Despite acknowledging that the majority of surveyors do the right thing, Builders Collective of Australia national president Phil Dwyer said ‘a certain element’ of people were giving the industry a bad name through ‘cosy’ relationships with developers and were not being held to account by authorities.
“Basically, there is no accountability,” Dwyer said when asked about the regulation of building surveyors in Victoria. “There does seem to be areas and projects where we have found that situations [of inadequate work being certified] exist. [But] nothing seems to ever happen. There doesn't appear to be any accountability at this time.
“As with any profession, the majority of people and the majority of surveyors probably do a very good job. But there is a certain element that seem to have these cosy arrangements and they let the whole industry down.”
Dwyer’s comments follow the release of a Fairfax Media examination of data last week which found that building surveyors throughout the state had been found guilty of more than 700 misconduct claims since 2009 and that many had ignored illegal building work, overlooked serious fire risks or issued occupancy permits in cases where the building was not fit for occupation.
That analysis, in turn, followed the collapse of a building site in Mount Waverley along with the release in May of a damning Auditor General’s report which said that the building regulatory system in Victoria was overly complex and was failing consumers.
Around Australia, building surveyors have come under scrutiny following a number of building control failures which have led to defects and – in the case of a Docklands apartment complex in Melbourne – the spread of fire as a result of combustible cladding.

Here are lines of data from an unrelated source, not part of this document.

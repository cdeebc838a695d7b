//! The boundary between testgroup and the test runner hosting it.
//!
//! testgroup never decides on its own how a test is named, how results are
//! aggregated, or how concurrently declared tests are scheduled. All of that
//! is the job of a [`Host`]: a handle to one named scope of a test run.
//!
//! The engine talks to the host only through this trait, so groups can run
//! under any runner that implements it. The crate ships one implementation in
//! [`harness`](crate::harness), which is what the tests of this crate use.
//!
//! Stopping a scope early (a fatal failure or a skip) is done by unwinding
//! with a [`Stop`] payload. A host must catch unwinds at every scope boundary
//! it creates and translate them into a scope status.

use std::{any::Any, fmt::Debug, panic};

/// Unwind payload used to leave a scope on purpose.
///
/// Raised by [`Host::fail_now`] and [`Host::skip_now`] through
/// [`resume_unwind`](std::panic::resume_unwind), which does not invoke the
/// panic hook. Hosts inspect caught payloads with [`Stop::from_payload`].
#[derive(Debug, Clone, Copy, PartialEq, Eq)]
pub enum Stop {
    /// The scope failed and must not continue.
    Failed,

    /// The scope was skipped and must not continue.
    Skipped,
}

impl Stop {
    /// Unwind out of the current scope with this payload.
    pub fn unwind(self) -> ! {
        panic::resume_unwind(Box::new(self))
    }

    /// Return the [`Stop`] carried by a caught unwind payload, if any.
    ///
    /// Any other payload is an ordinary panic.
    pub fn from_payload(payload: &(dyn Any + Send)) -> Option<Stop> {
        payload.downcast_ref::<Stop>().copied()
    }
}

/// A named child scope declared to [`Host::run_concurrently`].
pub struct Subtest<'a> {
    pub name: String,
    pub body: Box<dyn FnOnce(&dyn Host) + Send + 'a>,
}

impl<'a> Subtest<'a> {
    pub fn new(name: impl Into<String>, body: impl FnOnce(&dyn Host) + Send + 'a) -> Self {
        Self {
            name: name.into(),
            body: Box::new(body),
        }
    }
}

impl Debug for Subtest<'_> {
    fn fmt(&self, f: &mut std::fmt::Formatter<'_>) -> std::fmt::Result {
        f.debug_struct("Subtest")
            .field("name", &self.name)
            .field("body", &"...")
            .finish()
    }
}

/// A handle to one named scope of a test run.
///
/// A host is shared between the thread running a scope and, in parallel mode,
/// the threads running its children, so it has to be [`Sync`].
pub trait Host: Sync {
    /// The full name of this scope, including the names of its parents.
    fn name(&self) -> &str;

    /// Attach a diagnostic message to this scope.
    fn log(&self, message: &str);

    /// Mark this scope as failed and keep running.
    fn fail(&self);

    /// Whether this scope (or one of its finished children) failed.
    fn failed(&self) -> bool;

    /// Mark this scope as failed and stop it.
    ///
    /// The default implementation calls [`fail`](Self::fail) and unwinds with
    /// [`Stop::Failed`].
    fn fail_now(&self) -> ! {
        self.fail();
        Stop::Failed.unwind()
    }

    /// Mark this scope as skipped without stopping it.
    fn skip(&self);

    /// Mark this scope as skipped and stop it.
    ///
    /// The default implementation calls [`skip`](Self::skip) and unwinds with
    /// [`Stop::Skipped`].
    fn skip_now(&self) -> ! {
        self.skip();
        Stop::Skipped.unwind()
    }

    /// Whether this scope was skipped.
    fn skipped(&self) -> bool;

    /// Run `body` in a new child scope called `name` and wait for it.
    ///
    /// Returns `true` if the child did not fail. A stopped or panicking child
    /// must never unwind into the caller.
    fn run(&self, name: &str, body: &mut dyn FnMut(&dyn Host)) -> bool;

    /// Run every subtest in its own child scope, possibly at the same time.
    ///
    /// This is the only synchronization point testgroup relies on: the call
    /// must not return before every subtest finished. A failure in one
    /// subtest must not stop its siblings.
    fn run_concurrently<'a>(&self, subtests: Vec<Subtest<'a>>);
}
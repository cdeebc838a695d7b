//! The context handed to every hook and test of a group.
//!
//! A [`T`] wraps the [`Host`] scope of exactly one invocation: the group
//! scope for `pre_group`/`post_group`, or the scope of one test for
//! `pre_test`, the test itself and `post_test`. It is created fresh for each of
//! them and never outlives the call it was created for, so state shared
//! between tests has to live on the group.
//!
//! Through [`Deref`] a `T` also offers the non-fatal checks of
//! [`Assertions`]; the fatal variants are available through [`T::require`].

use std::{fmt::Display, ops::Deref};

use crate::{Config, GroupArg, Host};

mod assert;
pub use assert::*;

/// The capability context of a running hook or test.
pub struct T<'h> {
    host: &'h dyn Host,
    config: &'h Config,
    assert: Assertions<'h>,

    /// Checks that stop the current test (or hook) when they fail.
    pub require: Assertions<'h>,
}

impl<'h> T<'h> {
    pub(crate) fn new(host: &'h dyn Host, config: &'h Config) -> Self {
        Self {
            host,
            config,
            assert: Assertions::new(host, false),
            require: Assertions::new(host, true),
        }
    }

    /// The host scope this context reports to.
    pub fn host(&self) -> &'h dyn Host {
        self.host
    }

    /// The engine configuration nested groups inherit.
    pub fn config(&self) -> &'h Config {
        self.config
    }

    /// Full name of the current scope, e.g. `serial/a`.
    pub fn name(&self) -> &str {
        self.host.name()
    }

    pub fn log(&self, message: impl Display) {
        self.host.log(&message.to_string());
    }

    /// Log `message` and mark the scope as failed.
    pub fn error(&self, message: impl Display) {
        self.log(message);
        self.host.fail();
    }

    /// Log `message` and stop the scope as failed.
    pub fn fatal(&self, message: impl Display) -> ! {
        self.log(message);
        self.host.fail_now()
    }

    pub fn fail(&self) {
        self.host.fail();
    }

    pub fn fail_now(&self) -> ! {
        self.host.fail_now()
    }

    pub fn failed(&self) -> bool {
        self.host.failed()
    }

    /// Log `reason` and stop the scope as skipped.
    pub fn skip(&self, reason: impl Display) -> ! {
        self.log(reason);
        self.host.skip_now()
    }

    pub fn skip_now(&self) -> ! {
        self.host.skip_now()
    }

    pub fn skipped(&self) -> bool {
        self.host.skipped()
    }

    /// Run `f` as a named child scope with its own context.
    ///
    /// Returns `true` if the child did not fail.
    pub fn run<F>(&self, name: &str, mut f: F) -> bool
    where
        F: FnMut(&T<'_>),
    {
        let config = self.config;
        self.host
            .run(name, &mut |host: &dyn Host| f(&T::new(host, config)))
    }

    /// Run the tests of `group` one after another below this scope.
    pub fn run_serial<'g, A: GroupArg<'g>>(&self, group: A) {
        self.config.run_serial(self.host, group);
    }

    /// Run the tests of `group` concurrently below this scope.
    pub fn run_parallel<'g, A>(&self, group: A)
    where
        A: GroupArg<'g>,
        A::Group: Send + Sync,
    {
        self.config.run_parallel(self.host, group);
    }
}

impl<'h> Deref for T<'h> {
    type Target = Assertions<'h>;

    fn deref(&self) -> &Self::Target {
        &self.assert
    }
}
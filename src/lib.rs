//! Group related tests as methods on one type.
//!
//! A group is an ordinary type whose public methods taking a [`T`] are its
//! tests. The tests share the state of the group and four optional hooks:
//! `pre_group` and `post_group` around the whole group, `pre_test` and
//! `post_test` around every single test.
//!
//! ```
//! use testgroup::{T, group, harness::harness};
//!
//! #[derive(Default)]
//! struct Stack {
//!     items: Vec<u32>,
//! }
//!
//! group! {
//!     impl Stack {
//!         pub fn pre_test(&mut self, _: &T) {
//!             self.items = vec![1, 2];
//!         }
//!
//!         pub fn pop(&mut self, t: &T) {
//!             t.equal(Some(2), self.items.pop());
//!             t.len(&self.items, 1);
//!         }
//!
//!         pub fn push(&mut self, t: &T) {
//!             self.items.push(3);
//!             t.require.equal(&[1, 2, 3][..], &self.items[..]);
//!         }
//!     }
//! }
//!
//! harness("stack")
//!     .run(|host| testgroup::run_serial(host, &mut Stack::default()))
//!     .assert_passed();
//! ```
//!
//! Tests run in name order with [`run_serial`] or all at once with
//! [`run_parallel`]. A group that has problems, like a public method with an
//! unexpected signature, fails as a whole before any test ran; see
//! [`classify()`] for the rules.
//!
//! The engine does not report anything itself: it runs inside a [`Host`],
//! which names scopes and collects their results. The [`harness`] module
//! provides one for use from `#[test]` functions.

mod macros;

mod classify;
pub use classify::*;

mod context;
pub use context::*;

mod engine;
pub use engine::*;

pub mod harness;

mod host;
pub use host::*;

mod method;
pub use method::*;

mod unwind;

#[cfg(test)]
mod test_support;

In a recent address to the Queensland chapter of the Australian Institute of Building Surveyors, construction industry lawyer Professor Kim Lovegrove FAIB said surveyors should be appointed by owners rather than builders; limited to assessing approvals on the basis of compliance with prescriptive regulations; given suitable powers to issue compliance notices and enforcement orders; and subject to ethical requirements which are codified in acts of Parliament (NSW already does this), a mandatory auditing regime and a floor or fees to ensure these are adequate so as to enable the performance of duties in a satisfactory manner.